O trânsito nas grandes cidades brasileiras é unanimemente considerado caótico – com uma alta carga de agressividade e violação das leis que causam um grande número de acidentes e mortes. À parte a responsabilidade do Estado pela manutenção das estradas e ruas, tanta tragédia sobre rodas pode ser atribuída principalmente à cultura do brasileiro em dispor do espaço público como seu e de mais ninguém. "Fechar", "furar" e "dar um balão" são as versões do popular "jeitinho brasileiro" usadas por motoristas no dia a dia. O estudo da dinâmica do sistema de trânsito e como atuam e o que pensam seus atores (pedestres, motoristas, caminhoneiros, motoqueiros, ciclistas) deram origem ao ensaio inédito Fé em Deus e pé na tabua – ou como e por que o trânsito enlouquece no Brasil, do antropólogo Roberto DaMatta.
O livro é resultado das pesquisas encomendadas pelo governo do estado do Espírito Santo.
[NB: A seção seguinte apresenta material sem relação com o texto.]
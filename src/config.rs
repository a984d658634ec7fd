//! Batch configuration and output format handling.
//!
//! A `BatchConfig` is built once per batch with all defaulting resolved
//! at construction, then treated as immutable. Output formats are a
//! closed enum so that format-specific save behaviour (like the JPEG
//! alpha flatten) is a property of the format rather than a string
//! comparison in the save path.

use crate::constants::{DEFAULT_PREFIX, DEFAULT_QUALITY, MAX_QUALITY};
use crate::error::{ForgeError, Result};
use image::ImageFormat;
use std::fmt;
use std::str::FromStr;

/// Target format for processed images.
///
/// `Default` keeps each source file's native format and extension.
#[derive(Debug, Clone, Copy, PartialEq, Eq, Default)]
pub enum OutputFormat {
    #[default]
    Default,
    WebP,
    Png,
    Jpeg,
    Gif,
    Ico,
    Tiff,
    Bmp,
}

impl OutputFormat {
    /// File extension for this format, lowercase without dot.
    /// `Default` has no extension of its own.
    pub fn extension(&self) -> Option<&'static str> {
        match self {
            OutputFormat::Default => None,
            OutputFormat::WebP => Some("webp"),
            OutputFormat::Png => Some("png"),
            OutputFormat::Jpeg => Some("jpg"),
            OutputFormat::Gif => Some("gif"),
            OutputFormat::Ico => Some("ico"),
            OutputFormat::Tiff => Some("tiff"),
            OutputFormat::Bmp => Some("bmp"),
        }
    }

    /// Convert to the image crate's format. `Default` resolves to the
    /// source's own format, so it maps to `None` here.
    pub fn to_image_format(&self) -> Option<ImageFormat> {
        match self {
            OutputFormat::Default => None,
            OutputFormat::WebP => Some(ImageFormat::WebP),
            OutputFormat::Png => Some(ImageFormat::Png),
            OutputFormat::Jpeg => Some(ImageFormat::Jpeg),
            OutputFormat::Gif => Some(ImageFormat::Gif),
            OutputFormat::Ico => Some(ImageFormat::Ico),
            OutputFormat::Tiff => Some(ImageFormat::Tiff),
            OutputFormat::Bmp => Some(ImageFormat::Bmp),
        }
    }

    /// Whether the format cannot carry an alpha channel and therefore
    /// needs the image flattened to opaque RGB before encoding.
    pub fn requires_opaque_input(&self) -> bool {
        matches!(self, OutputFormat::Jpeg)
    }
}

impl fmt::Display for OutputFormat {
    fn fmt(&self, f: &mut fmt::Formatter<'_>) -> fmt::Result {
        let name = match self {
            OutputFormat::Default => "default",
            OutputFormat::WebP => "WebP",
            OutputFormat::Png => "PNG",
            OutputFormat::Jpeg => "JPEG",
            OutputFormat::Gif => "GIF",
            OutputFormat::Ico => "ICO",
            OutputFormat::Tiff => "TIFF",
            OutputFormat::Bmp => "BMP",
        };
        write!(f, "{}", name)
    }
}

impl FromStr for OutputFormat {
    type Err = ForgeError;

    fn from_str(s: &str) -> Result<Self> {
        match s.to_lowercase().as_str() {
            "default" => Ok(OutputFormat::Default),
            "webp" => Ok(OutputFormat::WebP),
            "png" => Ok(OutputFormat::Png),
            "jpeg" | "jpg" => Ok(OutputFormat::Jpeg),
            "gif" => Ok(OutputFormat::Gif),
            "ico" => Ok(OutputFormat::Ico),
            "tiff" | "tif" => Ok(OutputFormat::Tiff),
            "bmp" => Ok(OutputFormat::Bmp),
            _ => Err(ForgeError::UnsupportedFormat(s.to_string())),
        }
    }
}

/// Immutable per-batch configuration.
#[derive(Debug, Clone)]
pub struct BatchConfig {
    pub quality: u8,
    /// Target width in pixels; 0 disables resizing.
    pub base_width: u32,
    pub format: OutputFormat,
    /// Replace each source file in place instead of writing a new one.
    pub overwrite: bool,
    /// Suffix inserted after the file stem when not overwriting.
    pub prefix: String,
    /// Append a wall-clock value to the output name for uniqueness.
    pub timestamp: bool,
}

impl BatchConfig {
    pub fn new(
        quality: Option<u8>,
        base_width: u32,
        format: OutputFormat,
        overwrite: bool,
        prefix: Option<String>,
        timestamp: bool,
    ) -> Result<Self> {
        let quality = quality.unwrap_or(DEFAULT_QUALITY);
        if quality > MAX_QUALITY {
            return Err(ForgeError::InvalidQuality(quality));
        }

        Ok(Self {
            quality,
            base_width,
            format,
            overwrite,
            prefix: prefix.unwrap_or_else(|| DEFAULT_PREFIX.to_string()),
            timestamp,
        })
    }

    /// Format actually used when saving. Overwrite mode keeps the
    /// source name, so the source codec wins regardless of `format`.
    pub fn effective_format(&self) -> OutputFormat {
        if self.overwrite {
            OutputFormat::Default
        } else {
            self.format
        }
    }
}

impl Default for BatchConfig {
    fn default() -> Self {
        Self {
            quality: DEFAULT_QUALITY,
            base_width: 0,
            format: OutputFormat::Default,
            overwrite: false,
            prefix: DEFAULT_PREFIX.to_string(),
            timestamp: true,
        }
    }
}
O levantamento, realizado como parte do projeto Igualdade no Trânsito, foi feito entre maio de 2007 e janeiro de 2008, e tinha, entre seus instrumentos de coleta de informação, entrevistas qualitativas com motoristas, pedestres e outros usuários do espaço público.
Roberto DaMatta traça um panorama preocupante do comportamento do brasileiro – não só no volante, mas para além dele. Um comportamento com raízes profundas na constituição cultural do brasileiro. É a cultura da casa – onde reside o personalismo, a leniência e um sentido de autoridade – levada para a rua – onde as regras devem funcionar da mesma forma para todo mundo, para manutenção da ordem social. No Brasil, no entanto, os "donos da rua" fazem suas vítimas – nesta dinâmica, os pedestres –, cidadãos sem direito de exercer sua cidadania com a igualdade que um espaço que é de todos pede.
Com a lucidez de grande analista, Roberto DaMatta produz uma sociologia do trânsito e mostra um cenário que, embora seja duro de contemplar, desafia Estado e sociedade a deixarem para trás antigas práticas na busca de soluções.